Reprenons : d’abord la nativité dans la crèche, sur le thème de la pauvreté, puis l’Épiphanie où la gloire de Dieu se manifeste par les dons royaux des mages venus d’Orient.
Aujourd’hui, le baptême de Jésus par son cousin Jean, le baptiste. D’un épisode d’enfance, nous voilà passé au début de sa vie publique. D’une semaine à l’autre, c’est une ellipse d’une trentaine d’année, dont nous ne savons presque rien, au bout de laquelle…
« Alors paraît Jésus. » (Mt 3, 13a)
C’est avec le même verbe que Saint Matthieu souligne trois apparitions au début de son évangile :
• celle des mages : « voici que des mages venus d’Orient arrivèrent (parurent) à Jérusalem » (Mt 2, 1b),
• puis celle de Jean : « En ces jours-là, paraît Jean le Baptiste » (Mt 3, 1a),
• et enfin, celle de Jésus : « Alors paraît Jésus. » (Mt 3, 13a).

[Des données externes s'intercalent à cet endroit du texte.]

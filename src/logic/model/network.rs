//! Hybrid dual-path network
//!
//! ```text
//! (B, L, 1) ─┬─ Conv1D → BatchNorm → Squeeze-Excite ── TokenLearner ─┐
//!            │                                                        ├─ CrossAttention ×2 → concat → Head → logit
//!            └─ Dense → + positional table → LayerNorm ── TokenLearner ─┘
//! ```
//!
//! The model is composed of explicit parameter containers and stateless
//! forward/backward functions; no layer keeps state between calls.

use ndarray::{s, Array1, Array3, ArrayViewD, ArrayViewMutD, Axis};
use ndarray_rand::rand_distr::{Normal, Uniform};
use ndarray_rand::RandomExt;
use rand::rngs::StdRng;
use rand::SeedableRng;
use serde::{Deserialize, Serialize};

use super::cross_attention::{FuserCache, FuserParams};
use super::head::{HeadCache, HeadParams};
use super::params::{DenseParams, ParamSet};
use super::stages::{
    backprop_path, run_path, BatchNormParams, Conv1dParams, LayerNormParams, PathStage, PositionalEmbeddingParams,
    SqueezeExciteParams, StageCache,
};
use super::tensor::{sigmoid, Activation, Mode};
use super::token_learner::{TokenLearnerCache, TokenLearnerParams};
use crate::constants::{BN_MOMENTUM, NORM_EPSILON, POSITIONAL_INIT_STDDEV};
use crate::logic::config::ArchitectureConfig;
use crate::logic::error::{IdsError, Result};

// ============================================================================
// PARAMETERS
// ============================================================================

/// Every trainable tensor plus the batch-norm moving statistics
#[derive(Debug, Clone, PartialEq, Serialize, Deserialize)]
pub struct ModelParameters {
    pub recalibration: Vec<PathStage>,
    pub positional: Vec<PathStage>,
    pub cnn_tokens: TokenLearnerParams,
    pub positional_tokens: TokenLearnerParams,
    pub fuser: FuserParams,
    pub head: HeadParams,
}

impl ModelParameters {
    /// Fresh parameters: Glorot-uniform kernels, zero biases, unit norms,
    /// random-normal positional table
    pub fn init(arch: &ArchitectureConfig, rng: &mut StdRng) -> Result<Self> {
        arch.validate()?;

        let taps = arch.conv_kernel;
        let limit = (6.0 / (taps + taps * arch.conv_filters) as f64).sqrt();
        let conv = Conv1dParams {
            kernel: Array3::random_using((taps, 1, arch.conv_filters), Uniform::new(-limit, limit), rng),
            bias: Array1::zeros(arch.conv_filters),
            activation: Activation::Relu,
        };

        let recalibration = vec![
            PathStage::Conv1d(conv),
            PathStage::BatchNorm(BatchNormParams::new(arch.conv_filters, BN_MOMENTUM, NORM_EPSILON)),
            PathStage::SqueezeExcite(SqueezeExciteParams {
                squeeze: DenseParams::glorot(rng, arch.conv_filters, arch.se_hidden()),
                excite: DenseParams::glorot(rng, arch.se_hidden(), arch.conv_filters),
            }),
        ];

        let normal = Normal::new(0.0, POSITIONAL_INIT_STDDEV).map_err(|e| IdsError::InvalidConfig(e.to_string()))?;
        let positional = vec![
            PathStage::Dense(DenseParams::glorot(rng, 1, arch.d_model)),
            PathStage::PositionalEmbedding(PositionalEmbeddingParams {
                table: ndarray::Array2::random_using((arch.sequence_length, arch.d_model), normal, rng),
            }),
            PathStage::LayerNorm(LayerNormParams::new(arch.d_model, NORM_EPSILON)),
        ];

        Ok(Self {
            recalibration,
            positional,
            cnn_tokens: TokenLearnerParams::new(rng, arch.conv_filters, arch.num_tokens)?,
            positional_tokens: TokenLearnerParams::new(rng, arch.d_model, arch.num_tokens)?,
            fuser: FuserParams::new(rng, arch.conv_filters, arch.d_model, arch.key_dim),
            head: HeadParams::new(rng, arch.fused_width(), arch.head_hidden, arch.dropout),
        })
    }

    /// Zero gradient container with identical layout
    pub fn zeros_like(&self) -> Self {
        Self {
            recalibration: self.recalibration.iter().map(PathStage::zeros_like).collect(),
            positional: self.positional.iter().map(PathStage::zeros_like).collect(),
            cnn_tokens: self.cnn_tokens.zeros_like(),
            positional_tokens: self.positional_tokens.zeros_like(),
            fuser: self.fuser.zeros_like(),
            head: self.head.zeros_like(),
        }
    }

    /// Parameters and moving statistics are all finite
    pub fn is_finite(&self) -> bool {
        self.all_finite()
            && self
                .recalibration
                .iter()
                .chain(self.positional.iter())
                .all(PathStage::state_finite)
    }

    pub fn update_moving_stats(&mut self, cache: &ForwardCache) {
        for (stage, c) in self.recalibration.iter_mut().zip(cache.recalibration.iter()) {
            stage.update_moving_stats(c);
        }
        for (stage, c) in self.positional.iter_mut().zip(cache.positional.iter()) {
            stage.update_moving_stats(c);
        }
    }

    /// Rows of the positional table (the sequence length it was built for)
    pub fn positional_length(&self) -> Option<usize> {
        self.positional.iter().find_map(|stage| match stage {
            PathStage::PositionalEmbedding(p) => Some(p.table.nrows()),
            _ => None,
        })
    }
}

impl ParamSet for ModelParameters {
    fn visit_pairs(&mut self, grads: &Self, f: &mut dyn FnMut(ArrayViewMutD<'_, f64>, ArrayViewD<'_, f64>)) {
        for (p, g) in self.recalibration.iter_mut().zip(grads.recalibration.iter()) {
            p.visit_pairs(g, f);
        }
        for (p, g) in self.positional.iter_mut().zip(grads.positional.iter()) {
            p.visit_pairs(g, f);
        }
        self.cnn_tokens.visit_pairs(&grads.cnn_tokens, f);
        self.positional_tokens.visit_pairs(&grads.positional_tokens, f);
        self.fuser.visit_pairs(&grads.fuser, f);
        self.head.visit_pairs(&grads.head, f);
    }

    fn visit(&mut self, f: &mut dyn FnMut(ArrayViewMutD<'_, f64>)) {
        for p in self.recalibration.iter_mut().chain(self.positional.iter_mut()) {
            p.visit(f);
        }
        self.cnn_tokens.visit(f);
        self.positional_tokens.visit(f);
        self.fuser.visit(f);
        self.head.visit(f);
    }

    fn visit_ref(&self, f: &mut dyn FnMut(ArrayViewD<'_, f64>)) {
        for p in self.recalibration.iter().chain(self.positional.iter()) {
            p.visit_ref(f);
        }
        self.cnn_tokens.visit_ref(f);
        self.positional_tokens.visit_ref(f);
        self.fuser.visit_ref(f);
        self.head.visit_ref(f);
    }
}

// ============================================================================
// MODEL
// ============================================================================

/// Everything the backward pass needs from one forward pass
#[derive(Debug, Clone)]
pub struct ForwardCache {
    recalibration: Vec<StageCache>,
    positional: Vec<StageCache>,
    cnn_tokens: TokenLearnerCache,
    positional_tokens: TokenLearnerCache,
    fuser: FuserCache,
    head: HeadCache,
}

#[derive(Debug, Clone, Serialize, Deserialize)]
pub struct HybridModel {
    pub config: ArchitectureConfig,
    pub params: ModelParameters,
}

impl HybridModel {
    pub fn new(config: ArchitectureConfig, seed: u64) -> Result<Self> {
        let mut rng = StdRng::seed_from_u64(seed);
        let params = ModelParameters::init(&config, &mut rng)?;
        log::info!(
            "Model initialized: L={}, tokens={}, {} trainable parameters",
            config.sequence_length,
            config.num_tokens,
            params.count()
        );
        Ok(Self { config, params })
    }

    /// Rebuild from persisted parts, checking they agree
    pub fn from_parts(config: ArchitectureConfig, params: ModelParameters) -> Result<Self> {
        config.validate()?;
        if params.positional_length() != Some(config.sequence_length) {
            return Err(IdsError::ShapeMismatch(format!(
                "positional table built for {:?} positions, architecture says {}",
                params.positional_length(),
                config.sequence_length
            )));
        }
        if params.cnn_tokens.num_tokens() != config.num_tokens {
            return Err(IdsError::ShapeMismatch(format!(
                "token learner has {} tokens, architecture says {}",
                params.cnn_tokens.num_tokens(),
                config.num_tokens
            )));
        }
        Ok(Self { config, params })
    }

    fn check_input(&self, x: &Array3<f64>) -> Result<()> {
        let (_, len, channels) = x.dim();
        if len != self.config.sequence_length {
            return Err(IdsError::SchemaMismatch {
                expected: self.config.sequence_length,
                actual: len,
            });
        }
        if channels != 1 {
            return Err(IdsError::ShapeMismatch(format!("expected 1 input channel, got {}", channels)));
        }
        Ok(())
    }

    /// (B, L, 1) → logits (B)
    pub fn forward(&self, x: &Array3<f64>, mode: Mode, rng: &mut StdRng) -> Result<(Array1<f64>, ForwardCache)> {
        self.check_input(x)?;
        let p = &self.params;

        let (cnn_seq, recalibration) = run_path(&p.recalibration, x, mode)?;
        let (pos_seq, positional) = run_path(&p.positional, x, mode)?;

        let (cnn_tokens_out, cnn_tokens) = p.cnn_tokens.forward(&cnn_seq);
        let (pos_tokens_out, positional_tokens) = p.positional_tokens.forward(&pos_seq);

        let (fused, fuser) = p.fuser.forward(&cnn_tokens_out, &pos_tokens_out)?;
        let (logits, head) = p.head.forward(&fused, mode, rng);

        let cache = ForwardCache {
            recalibration,
            positional,
            cnn_tokens,
            positional_tokens,
            fuser,
            head,
        };
        Ok((logits, cache))
    }

    /// Gradients of every trainable tensor given dLoss/dlogit
    pub fn backward(&self, cache: &ForwardCache, dlogits: &Array1<f64>) -> Result<ModelParameters> {
        let p = &self.params;
        let mut grads = p.zeros_like();

        let dfused = p.head.backward(&cache.head, dlogits, &mut grads.head);
        let (dcnn_tokens, dpos_tokens) = p.fuser.backward(&cache.fuser, &dfused, &mut grads.fuser);

        let dcnn_seq = p.cnn_tokens.backward(&cache.cnn_tokens, &dcnn_tokens, &mut grads.cnn_tokens);
        let dpos_seq = p
            .positional_tokens
            .backward(&cache.positional_tokens, &dpos_tokens, &mut grads.positional_tokens);

        backprop_path(&p.recalibration, &cache.recalibration, &dcnn_seq, &mut grads.recalibration)?;
        backprop_path(&p.positional, &cache.positional, &dpos_seq, &mut grads.positional)?;
        Ok(grads)
    }

    /// Inference-mode logits
    pub fn logits(&self, x: &Array3<f64>) -> Result<Array1<f64>> {
        // no randomness is drawn in inference mode
        let mut rng = StdRng::seed_from_u64(0);
        let (logits, _) = self.forward(x, Mode::Infer, &mut rng)?;
        Ok(logits)
    }

    /// Attack probabilities in [0, 1]
    pub fn predict(&self, x: &Array3<f64>) -> Result<Array1<f64>> {
        Ok(self.logits(x)?.mapv_into(sigmoid))
    }

    /// `predict` in chunks of `batch_size` samples
    pub fn predict_batched(&self, x: &Array3<f64>, batch_size: usize) -> Result<Array1<f64>> {
        let n = x.len_of(Axis(0));
        let step = batch_size.max(1);
        let mut out = Vec::with_capacity(n);
        let mut start = 0;
        while start < n {
            let end = (start + step).min(n);
            let chunk = x.slice(s![start..end, .., ..]).to_owned();
            out.extend(self.predict(&chunk)?);
            start = end;
        }
        Ok(Array1::from(out))
    }
}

Le voilà, Jésus, prêt à commencer sa vie publique, à nous enseigner comme jamais Dieu n’avait réussi à le faire en passant par des prophètes. Car « le Verbe s’est fait chair, il a habité parmi nous » (Jn 1, 14a) : la Parole, celle qui a résonné dans le monde pour en déclencher sa création, cette Parole se fait proche de nous pour nous témoigner du dessein amoureux que le Seigneur a pour nous, pour que nous osions venir reposer sur son cœur.
Pour le moment, Jésus nous guide vers les eaux du baptême, comme il guide aujourd’hui encore quelques catéchumènes à entrer officiellement dans ce chemin qui les conduira a plonger eux aussi. Mais alors…

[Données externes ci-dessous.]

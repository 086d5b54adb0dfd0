//! Binary cross-entropy computed from logits

use ndarray::Array1;

use crate::logic::error::{IdsError, Result};
use crate::logic::model::sigmoid;

/// Mean of `w · BCE(σ(z), y)` over the batch, and its gradient w.r.t. `z`.
///
/// Uses `max(z, 0) - z·y + ln(1 + e^-|z|)`, which stays finite for any
/// finite logit.
pub fn weighted_bce_with_logits(logits: &Array1<f64>, labels: &[u8], weights: &[f64]) -> Result<(f64, Array1<f64>)> {
    let n = logits.len();
    if labels.len() != n || weights.len() != n {
        return Err(IdsError::ShapeMismatch(format!(
            "{} logits, {} labels, {} weights",
            n,
            labels.len(),
            weights.len()
        )));
    }
    if n == 0 {
        return Err(IdsError::EmptyDataset("empty batch".into()));
    }

    let batch = n as f64;
    let mut total = 0.0;
    let mut grad = Array1::zeros(n);
    for (i, &z) in logits.iter().enumerate() {
        let y = f64::from(labels[i]);
        let w = weights[i];
        total += w * (z.max(0.0) - z * y + (-z.abs()).exp().ln_1p());
        grad[i] = w * (sigmoid(z) - y) / batch;
    }
    Ok((total / batch, grad))
}

/// Unweighted mean BCE
pub fn bce_with_logits(logits: &Array1<f64>, labels: &[u8]) -> Result<f64> {
    let ones = vec![1.0; labels.len()];
    weighted_bce_with_logits(logits, labels, &ones).map(|(loss, _)| loss)
}

/// Fraction of samples where `σ(z) > 0.5` agrees with the label
pub fn accuracy_from_logits(logits: &Array1<f64>, labels: &[u8]) -> f64 {
    if labels.is_empty() {
        return 0.0;
    }
    let correct = logits
        .iter()
        .zip(labels.iter())
        .filter(|(&z, &y)| u8::from(z > 0.0) == y)
        .count();
    correct as f64 / labels.len() as f64
}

Quelqu’un dira peut-être : « Lui qui est Saint, pourquoi a-t-il voulu être baptisé ? » Écoutez donc. Le Christ est baptisé non pas pour être sanctifié par l’eau, mais pour sanctifier lui-même l’eau et pour purifier par sa pureté ces flots qu’il touche. La consécration du Christ est en effet la consécration fondamentale de l’élément.
S’il nous montre le chemin aujourd’hui, il en profite pour transformer l’eau, pour la sanctifier et la rendre apte à nous transmettre la grâce immense qui fait de nous des fils bien-aimés et filles bien-aimées de Dieu, sources de sa joie !

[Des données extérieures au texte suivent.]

//! Bidirectional cross-attention between the two token sets
//!
//! (a) CNN tokens attend to positional tokens, (b) positional tokens attend
//! to CNN tokens. Both results are concatenated along channels.

use ndarray::{concatenate, s, Array3, ArrayViewD, ArrayViewMutD, Axis};
use rand::rngs::StdRng;
use serde::{Deserialize, Serialize};

use super::params::{DenseParams, ParamSet};
use super::tensor::{bmm, bmm_nt, bmm_tn, softmax_axis, softmax_backward};
use crate::logic::error::{IdsError, Result};

// ============================================================================
// SINGLE-HEAD ATTENTION
// ============================================================================

/// Scaled dot-product attention with one head
#[derive(Debug, Clone, PartialEq, Serialize, Deserialize)]
pub struct AttentionParams {
    pub query: DenseParams,
    pub key: DenseParams,
    pub value: DenseParams,
    /// key_dim → query width
    pub output: DenseParams,
}

#[derive(Debug, Clone)]
pub struct AttentionCache {
    query_in: Array3<f64>,
    kv_in: Array3<f64>,
    q: Array3<f64>,
    k: Array3<f64>,
    v: Array3<f64>,
    weights: Array3<f64>,
    context: Array3<f64>,
}

impl AttentionParams {
    pub fn new(rng: &mut StdRng, query_dim: usize, kv_dim: usize, key_dim: usize) -> Self {
        Self {
            query: DenseParams::glorot(rng, query_dim, key_dim),
            key: DenseParams::glorot(rng, kv_dim, key_dim),
            value: DenseParams::glorot(rng, kv_dim, key_dim),
            output: DenseParams::glorot(rng, key_dim, query_dim),
        }
    }

    pub fn zeros_like(&self) -> Self {
        Self {
            query: self.query.zeros_like(),
            key: self.key.zeros_like(),
            value: self.value.zeros_like(),
            output: self.output.zeros_like(),
        }
    }

    fn scale(&self) -> f64 {
        1.0 / (self.query.output_dim().max(1) as f64).sqrt()
    }

    /// query (B, Tq, Cq), key/value (B, Tk, Ck) → (B, Tq, Cq)
    pub fn forward(&self, query_in: &Array3<f64>, kv_in: &Array3<f64>) -> (Array3<f64>, AttentionCache) {
        let q = self.query.forward_seq(query_in);
        let k = self.key.forward_seq(kv_in);
        let v = self.value.forward_seq(kv_in);

        let scores = bmm_nt(&q, &k) * self.scale();
        let weights = softmax_axis(&scores, Axis(2));
        let context = bmm(&weights, &v);
        let output = self.output.forward_seq(&context);

        let cache = AttentionCache {
            query_in: query_in.clone(),
            kv_in: kv_in.clone(),
            q,
            k,
            v,
            weights,
            context,
        };
        (output, cache)
    }

    /// Returns (d query_in, d kv_in)
    pub fn backward(
        &self,
        cache: &AttentionCache,
        dy: &Array3<f64>,
        grad: &mut AttentionParams,
    ) -> (Array3<f64>, Array3<f64>) {
        let dcontext = self.output.backward_seq(&cache.context, dy, &mut grad.output);

        let dweights = bmm_nt(&dcontext, &cache.v);
        let dv = bmm_tn(&cache.weights, &dcontext);
        let dscores = softmax_backward(&cache.weights, &dweights, Axis(2)) * self.scale();

        let dq = bmm(&dscores, &cache.k);
        let dk = bmm_tn(&dscores, &cache.q);

        let dquery_in = self.query.backward_seq(&cache.query_in, &dq, &mut grad.query);
        let dkv_in = self.key.backward_seq(&cache.kv_in, &dk, &mut grad.key)
            + self.value.backward_seq(&cache.kv_in, &dv, &mut grad.value);
        (dquery_in, dkv_in)
    }
}

impl ParamSet for AttentionParams {
    fn visit_pairs(&mut self, grads: &Self, f: &mut dyn FnMut(ArrayViewMutD<'_, f64>, ArrayViewD<'_, f64>)) {
        self.query.visit_pairs(&grads.query, f);
        self.key.visit_pairs(&grads.key, f);
        self.value.visit_pairs(&grads.value, f);
        self.output.visit_pairs(&grads.output, f);
    }

    fn visit(&mut self, f: &mut dyn FnMut(ArrayViewMutD<'_, f64>)) {
        self.query.visit(f);
        self.key.visit(f);
        self.value.visit(f);
        self.output.visit(f);
    }

    fn visit_ref(&self, f: &mut dyn FnMut(ArrayViewD<'_, f64>)) {
        self.query.visit_ref(f);
        self.key.visit_ref(f);
        self.value.visit_ref(f);
        self.output.visit_ref(f);
    }
}

// ============================================================================
// FUSER
// ============================================================================

#[derive(Debug, Clone, PartialEq, Serialize, Deserialize)]
pub struct FuserParams {
    /// CNN tokens query the positional tokens
    pub cnn_to_positional: AttentionParams,
    /// Positional tokens query the CNN tokens
    pub positional_to_cnn: AttentionParams,
}

#[derive(Debug, Clone)]
pub struct FuserCache {
    forward: AttentionCache,
    reverse: AttentionCache,
    cnn_width: usize,
}

impl FuserParams {
    pub fn new(rng: &mut StdRng, cnn_dim: usize, positional_dim: usize, key_dim: usize) -> Self {
        Self {
            cnn_to_positional: AttentionParams::new(rng, cnn_dim, positional_dim, key_dim),
            positional_to_cnn: AttentionParams::new(rng, positional_dim, cnn_dim, key_dim),
        }
    }

    pub fn zeros_like(&self) -> Self {
        Self {
            cnn_to_positional: self.cnn_to_positional.zeros_like(),
            positional_to_cnn: self.positional_to_cnn.zeros_like(),
        }
    }

    /// (B, T, Cc) + (B, T, Cp) → (B, T, Cc + Cp)
    pub fn forward(&self, cnn: &Array3<f64>, positional: &Array3<f64>) -> Result<(Array3<f64>, FuserCache)> {
        if cnn.len_of(Axis(1)) != positional.len_of(Axis(1)) {
            return Err(IdsError::ShapeMismatch(format!(
                "token counts differ: {} vs {}",
                cnn.len_of(Axis(1)),
                positional.len_of(Axis(1))
            )));
        }

        let (a, forward) = self.cnn_to_positional.forward(cnn, positional);
        let (b, reverse) = self.positional_to_cnn.forward(positional, cnn);

        let fused = concatenate(Axis(2), &[a.view(), b.view()]).map_err(|e| IdsError::ShapeMismatch(e.to_string()))?;
        let cache = FuserCache {
            forward,
            reverse,
            cnn_width: a.len_of(Axis(2)),
        };
        Ok((fused, cache))
    }

    /// Returns (d cnn tokens, d positional tokens)
    pub fn backward(&self, cache: &FuserCache, dy: &Array3<f64>, grad: &mut FuserParams) -> (Array3<f64>, Array3<f64>) {
        let da = dy.slice(s![.., .., ..cache.cnn_width]).to_owned();
        let db = dy.slice(s![.., .., cache.cnn_width..]).to_owned();

        let (dcnn_q, dpos_kv) = self
            .cnn_to_positional
            .backward(&cache.forward, &da, &mut grad.cnn_to_positional);
        let (dpos_q, dcnn_kv) = self
            .positional_to_cnn
            .backward(&cache.reverse, &db, &mut grad.positional_to_cnn);

        (dcnn_q + dcnn_kv, dpos_kv + dpos_q)
    }
}

impl ParamSet for FuserParams {
    fn visit_pairs(&mut self, grads: &Self, f: &mut dyn FnMut(ArrayViewMutD<'_, f64>, ArrayViewD<'_, f64>)) {
        self.cnn_to_positional.visit_pairs(&grads.cnn_to_positional, f);
        self.positional_to_cnn.visit_pairs(&grads.positional_to_cnn, f);
    }

    fn visit(&mut self, f: &mut dyn FnMut(ArrayViewMutD<'_, f64>)) {
        self.cnn_to_positional.visit(f);
        self.positional_to_cnn.visit(f);
    }

    fn visit_ref(&self, f: &mut dyn FnMut(ArrayViewD<'_, f64>)) {
        self.cnn_to_positional.visit_ref(f);
        self.positional_to_cnn.visit_ref(f);
    }
}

J’ajoute aussi cette belle invitation de Jésus à Jean-Baptiste : « Laisse faire pour le moment ». À nous qui souvent souhaitons tout maitriser, tout contrôler, le Seigneur nous rappelle, que même s’il est discret, il est le seul maître à bord. Bien des affaires sont de notre ressort, de notre devoir d’état, mais dans notre relation à Dieu, laissons-nous faire. Soyons patients comme Lui-même est patient. Aimons comme Lui-même aime.